Friday, December 27, 2013

How To Add 6% Income To Your Portfolio Without Sacrificing Growth

Until the last year or so, I haven't been a fan of preferred stocks, unless they were convertible or had a good chance of being redeemed with a capital gain. Yields available on well-chosen common stocks, real estate investment trusts (REITs) and master limited partnerships (MLPs) were high enough to beat preferred returns, factoring in modest growth in the price of the non-preferreds.

That's not the case anymore. Yields on utilities, REITs, etc., are mostly down in the 4%-5% range, and MLPs also have tax-related inconveniences. Hence, I've revisited preferreds lately and am finding some good buys. I don't expect to get rich from them, but I do expect not to end up in the poorhouse.

The problem with most preferred stocks is the specter of inflation. The dividends that seem high now won't seem so high if we can get 7% on a one-year CD five years from now. That is always a possibility that has to be taken into consideration.

However, with the Fed's interest-rate suppression still in force, we just need to own some gold as a hedge, and we can be covered on both ends of the deflation-inflation spectrum. I think it's much wiser to position ourselves that way than to try to make a bet on one outcome or the other. Will we get a Japan-like several-decades-long period of no growth, or a Weimar Republic decent into the chaos of hyperinflation? Your guess is as good as mine.

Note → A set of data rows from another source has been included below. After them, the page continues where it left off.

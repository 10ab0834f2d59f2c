//! Regression tests: the validity predicate must reject broken complexes.
//!
//! Each test builds a complex that violates exactly one family of invariants
//! and checks that the report names it, and that the harness prints `NO`.

use bolza::prelude::*;

const TETRAHEDRON: [[usize; 3]; 4] = [[1, 2, 3], [0, 3, 2], [0, 1, 3], [0, 2, 1]];

fn seeded(seed: &SeedComplex) -> PeriodicHyperbolicTriangulation {
    let mut tr = PeriodicHyperbolicTriangulation::new();
    tr.seed_with(seed).unwrap();
    tr
}

/// Bolza seed with one edge label replaced by a fresh one, leaving two open sides.
fn bolza_with_open_edge() -> SeedComplex {
    let mut seed = BolzaDummyPoints.seed_complex();
    seed.faces[0].edges[0] = 10_000;
    seed
}

#[test]
fn test_canonical_seed_passes_every_check() {
    let mut tr = PeriodicHyperbolicTriangulation::new();
    tr.insert_dummy_points().unwrap();

    assert!(tr.validation_report(ValidationOptions::ALL).is_ok());
    assert!(tr.tds().is_valid().is_ok());
    assert!(tr.is_valid(true));
    assert!(tr.is_valid(false));
}

#[test]
fn test_two_disjoint_spheres_are_disconnected() {
    let triples: Vec<[usize; 3]> = TETRAHEDRON
        .iter()
        .copied()
        .chain(TETRAHEDRON.iter().map(|t| t.map(|v| v + 4)))
        .collect();
    let tr = seeded(&SeedComplex::from_vertex_triples(8, &triples).unwrap());

    // Each component is a fine sphere on its own.
    assert!(tr.validation_report(ValidationOptions::STRUCTURAL).is_ok());

    let report = tr.validation_report(ValidationOptions::ALL).unwrap_err();
    assert_eq!(
        report.kinds(),
        vec![InvariantKind::Connectedness, InvariantKind::EulerCharacteristic]
    );
    assert!(matches!(
        report.violations[0].error,
        TdsValidationError::Manifold(ManifoldError::Disconnected {
            reached: 4,
            total: 8
        })
    ));
    assert!(!tr.is_valid(true));
    assert!(!tr.is_valid(false));
}

#[test]
fn test_pinched_spheres_fail_the_vertex_link_check() {
    // Two tetrahedron boundaries sharing only vertex 0.
    let triples = [
        [1, 2, 3],
        [0, 3, 2],
        [0, 1, 3],
        [0, 2, 1],
        [4, 5, 6],
        [0, 6, 5],
        [0, 4, 6],
        [0, 5, 4],
    ];
    let tr = seeded(&SeedComplex::from_vertex_triples(7, &triples).unwrap());

    let report = tr.validation_report(ValidationOptions::ALL).unwrap_err();
    assert!(report.contains(InvariantKind::VertexLinks));
    assert!(report.contains(InvariantKind::Connectedness));
    assert!(!report.contains(InvariantKind::NeighborConsistency));
    assert!(!tr.is_valid(false));
}

#[test]
fn test_open_edge_is_reported_as_neighbor_violation() {
    let tr = seeded(&bolza_with_open_edge());
    assert_eq!(tr.number_of_faces(), 32);
    // Two open sides now count as two edges.
    assert_eq!(tr.number_of_edges(), 49);

    let report = tr.validation_report(ValidationOptions::ALL).unwrap_err();
    assert_eq!(report.kinds(), vec![InvariantKind::NeighborConsistency]);
    assert!(report.to_string().contains("is open"));
    assert!(!tr.is_valid(false));
}

#[test]
fn test_inconsistent_orientation_is_rejected() {
    let mut triples = TETRAHEDRON;
    triples[0] = [1, 3, 2];
    let tr = seeded(&SeedComplex::from_vertex_triples(4, &triples).unwrap());

    let report = tr.validation_report(ValidationOptions::ALL).unwrap_err();
    assert_eq!(report.kinds(), vec![InvariantKind::NeighborConsistency]);
    assert!(matches!(
        report.violations[0].error,
        TdsValidationError::InvalidNeighbors { .. }
    ));
}

#[test]
fn test_overused_label_is_rejected_before_seeding() {
    let mut seed = BolzaDummyPoints.seed_complex();
    let label = seed.faces[0].edges[0];
    seed.faces[1].edges[0] = label;

    let mut tr = PeriodicHyperbolicTriangulation::new();
    assert_eq!(
        tr.seed_with(&seed),
        Err(SeedError::EdgeLabelOverused { label, sides: 3 })
    );
    assert!(tr.is_empty());
}

#[test]
fn test_malformed_seeds_are_rejected() {
    assert_eq!(
        SeedComplex::from_vertex_triples(3, &[[0, 1, 3]]),
        Err(SeedError::PointIndexOutOfRange {
            face: 0,
            index: 3,
            points: 3
        })
    );
    assert_eq!(
        SeedComplex::from_vertex_triples(3, &[[0, 1, 1]]),
        Err(SeedError::DegenerateFace {
            face: 0,
            vertices: [0, 1, 1]
        })
    );
    assert_eq!(
        SeedComplex::from_vertex_triples(0, &[]),
        Err(SeedError::EmptySeed {
            points: 0,
            faces: 0
        })
    );
}

#[test]
fn test_seeding_twice_is_rejected() {
    let mut tr = PeriodicHyperbolicTriangulation::new();
    tr.insert_dummy_points().unwrap();
    assert_eq!(
        tr.insert_dummy_points(),
        Err(SeedError::NotEmpty {
            vertices: 14,
            faces: 32
        })
    );
    assert!(tr.is_valid(false));
}

#[test]
fn test_dangling_incident_face_is_reported() {
    let mut tr = PeriodicHyperbolicTriangulation::new();
    tr.insert_dummy_points().unwrap();

    let (vertex_key, _) = tr.vertices().next().unwrap();
    tr.tds_mut()
        .get_vertex_by_key_mut(vertex_key)
        .unwrap()
        .set_incident_face(None);

    let report = tr.validation_report(ValidationOptions::ALL).unwrap_err();
    assert_eq!(report.kinds(), vec![InvariantKind::IncidentFaces]);

    tr.tds_mut().assign_incident_faces();
    assert!(tr.is_valid(false));
}

#[test]
fn test_harness_prints_no_for_broken_seed() {
    let mut harness = ValidationHarness::with_seed(bolza_with_open_edge());
    let mut out = Vec::new();

    match harness.run(&mut out) {
        Err(HarnessError::InvalidTopology(report)) => {
            assert!(report.contains(InvariantKind::NeighborConsistency));
        }
        other => panic!("expected InvalidTopology, got {other:?}"),
    }
    assert_eq!(harness.state(), HarnessState::Seeded);

    let text = String::from_utf8(out).unwrap();
    assert!(text.contains("Triangulation is valid: NO"));
    assert!(!text.contains("YES"));
}

#[test]
fn test_harness_stops_when_seeding_fails() {
    // One triangle whose three sides all claim the same edge.
    let seed = SeedComplex {
        points: vec![HyperbolicPoint::ORIGIN; 3],
        faces: vec![SeedFace {
            vertices: [0, 1, 2],
            edges: [7, 7, 7],
        }],
    };
    let mut harness = ValidationHarness::with_seed(seed);
    let mut out = Vec::new();

    assert!(matches!(
        harness.run(&mut out),
        Err(HarnessError::Seeding(SeedError::EdgeLabelOverused {
            label: 7,
            sides: 3
        }))
    ));
    assert_eq!(harness.state(), HarnessState::Uninitialized);
    assert!(harness.triangulation().is_empty());
    assert!(out.is_empty());
}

Warren Buffett and Jeremy Grantham both think total market returns for the rest of the decade will be in the mid-single digits, albeit with a lot of ups and downs. Today we with discuss a strategy with which we should get a good combination of growth and above-average income, plus the added benefit of low volatility in our personal cash flow.

Numbers Don't Lie (government numbers excluded)

We often hear that buying stocks with dividends that grow is more important than buying stocks with dividends that are high, but don't grow. In principle, I agree with that. We are also told that the big multinationals in the S&P 500 continually grow their dividends. The statistics show that's true. But being a math kind of guy I ran some numbers to see how long it takes for lower dividends to catch up to the total returns for stocks with higher ones, such as the preferreds I'll recommend today. To say I was shocked at the results is an understatement.

The S&P 500 has had an average dividend of 2.66% for the last 10-years. (The median is lower at 2.38%.) The historical average dividend growth rate is about 5.1%.

Of the preferred stocks I'll recommend, the lowest current yield at today's price is 6.36%. In terms of just dividends, it would take a typical S&P stock 32 years to return the same amount of total dividends if it grow at the historical 5.1% average. This, of course, ignores the present value of money, which is highly unlikely to maintain value over those decades. In terms of present value, you could probably tack on another five or so years to recover.

Hot Growth Stocks For 2014

In addition, I looked at the total return of the S&P over 10 and 20 years with dividends reinvested. In this scenario, after 10 years the index returns finally break even with the lowest paying of the preferreds recommended here, and outperforms it at a widening margin after that. However, returning to the present value issue again, we should note that the dollar has lost 13.8% of its value over the last 10 ten years. This again boosts the relative real (inflation adjusted) returns of the preferred shares.

If you're planning on living longer than 10 or 15 years, this presents a dilemma. Take the money now while its present value is assured, or take it later and hope dividend growth keeps up with inflation?

My solution to this conundrum is a kind of barbell approach. On one side of the bar you have the higher-paying preferred stock. On the other you have the common stock that is likely to overtake the preferred in 10 years or so—maybe sooner if you've picked a stock with above-average growth prospects. The result is a pair of stocks that will provide higher, surer current income than the common stock alone, and a higher total return over 15 or 20 years than the preferred alone.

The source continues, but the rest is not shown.